_Collected data_.
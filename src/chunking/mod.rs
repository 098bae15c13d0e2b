//! # Input File Chunking
//!
//! Turns assay descriptions into the flat files the Medical Text Indexer batch
//! client reads: one `"<id>"|<description>` line per assay, a fixed number of
//! assays per file, a fixed number of files per numbered directory.

pub mod writer;

pub use writer::{
    correct_known_typos, directory_name, format_input_line, write_input_files, ChunkingSummary,
};
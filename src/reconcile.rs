//! Compares the assay ids sent to MTI with the ids that came back.
//!
//! MTI occasionally answers `ERROR` for an assay; those lines are skipped at
//! ingestion, so the only way to find the affected assays is to diff the
//! input files against the output files of the same subdirectory.

use serde::Serialize;
use std::collections::BTreeSet;
use std::path::Path;

use crate::error::{PipelineError, Result};
use crate::file_layout::{indexed_files, parse_input_index, parse_output_index};
use crate::ingest::{parse_output_line, ParsedLine};

/// Result of comparing one input subdirectory with its outputs
#[derive(Debug, Clone, Default, PartialEq, Eq, Serialize)]
pub struct ReconciliationReport {
    /// Distinct assay ids written to input files
    pub expected: usize,
    /// Distinct assay ids with at least one annotation or sentinel line
    pub returned: usize,
    /// Ids sent but never answered, ascending
    pub missing: Vec<i64>,
    /// Ids answered but never sent, ascending
    pub unexpected: Vec<i64>,
}

impl ReconciliationReport {
    pub fn is_complete(&self) -> bool {
        self.missing.is_empty()
    }
}

/// Assay id of an input line (`"<id>"|<description>`)
fn input_line_id(line: &str) -> Option<i64> {
    line.split('|').next()?.trim().trim_matches('"').parse().ok()
}

async fn read_lossy(path: &Path) -> Result<String> {
    let bytes = tokio::fs::read(path)
        .await
        .map_err(|e| PipelineError::io(path, e))?;
    Ok(String::from_utf8_lossy(&bytes).into_owned())
}

async fn input_ids(input_dir: &Path) -> Result<BTreeSet<i64>> {
    let mut ids = BTreeSet::new();
    for (_, path) in indexed_files(input_dir, parse_input_index)? {
        ids.extend(read_lossy(&path).await?.lines().filter_map(input_line_id));
    }
    Ok(ids)
}

async fn output_ids(output_dir: &Path) -> Result<BTreeSet<i64>> {
    let mut ids = BTreeSet::new();
    for (_, path) in indexed_files(output_dir, parse_output_index)? {
        for line in read_lossy(&path).await?.lines() {
            match parse_output_line(line) {
                ParsedLine::Annotation(record) => {
                    ids.insert(record.assay_id);
                }
                ParsedLine::NoTermsSuggested(sentinel) => {
                    ids.insert(sentinel.assay_id);
                }
                ParsedLine::Blank | ParsedLine::Skipped(_) => {}
            }
        }
    }
    Ok(ids)
}

/// Diff the assay ids of `input_dir` against those answered in `output_dir`
pub async fn reconcile(input_dir: &Path, output_dir: &Path) -> Result<ReconciliationReport> {
    let expected = input_ids(input_dir).await?;
    let returned = output_ids(output_dir).await?;

    let report = ReconciliationReport {
        expected: expected.len(),
        returned: returned.len(),
        missing: expected.difference(&returned).copied().collect(),
        unexpected: returned.difference(&expected).copied().collect(),
    };

    if report.is_complete() {
        crate::log_pipeline!(info, "All assay ids answered",
            input_dir: input_dir,
            expected: report.expected
        );
    } else {
        crate::log_pipeline!(warn, "Assay ids missing from outputs",
            input_dir: input_dir,
            expected: report.expected,
            missing: report.missing.len()
        );
    }

    Ok(report)
}

#[cfg(test)]
mod tests {
    use super::*;
    use std::fs;
    use tempfile::TempDir;

    #[test]
    fn test_input_line_id() {
        assert_eq!(input_line_id("\"42\"|Binding to prostate receptor"), Some(42));
        assert_eq!(input_line_id(""), None);
        assert_eq!(input_line_id("garbage"), None);
    }

    #[tokio::test]
    async fn test_reports_missing_and_unexpected_ids() {
        let temp_dir = TempDir::new().unwrap();
        let inputs = temp_dir.path().join("inputfiles/0001");
        let outputs = temp_dir.path().join("outputfiles/0001");
        fs::create_dir_all(&inputs).unwrap();
        fs::create_dir_all(&outputs).unwrap();

        fs::write(inputs.join("input1.txt"), "\"1\"|a\n\"2\"|b\n").unwrap();
        fs::write(inputs.join("input2.txt"), "\"3\"|c\n").unwrap();
        fs::write(
            outputs.join("output1"),
            "\"1\"|Neoplasms|C0027651|700|MH||x|C04|D009369\n\
             \"1\"|Humans|C0086418|500|CT||x|B01|D006801\n\
             ERROR\n",
        )
        .unwrap();
        fs::write(outputs.join("output2"), "\"3\"||||\n\"8\"||||\n").unwrap();

        let report = reconcile(&inputs, &outputs).await.unwrap();

        assert_eq!(report.expected, 3);
        assert_eq!(report.returned, 3);
        assert_eq!(report.missing, vec![2]);
        assert_eq!(report.unexpected, vec![8]);
        assert!(!report.is_complete());
    }
}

_What you have to do_.
Search the records above for "outputs" and copy every line that has it.

_Answer to the problem_.
/// Result of comparing one input subdirectory with its outputs
        crate::log_pipeline!(warn, "Assay ids missing from outputs",
        let outputs = temp_dir.path().join("outputfiles/0001");
        fs::create_dir_all(&outputs).unwrap();
            outputs.join("output1"),
        fs::write(outputs.join("output2"), "\"3\"||||\n\"8\"||||\n").unwrap();
        let report = reconcile(&inputs, &outputs).await.unwrap();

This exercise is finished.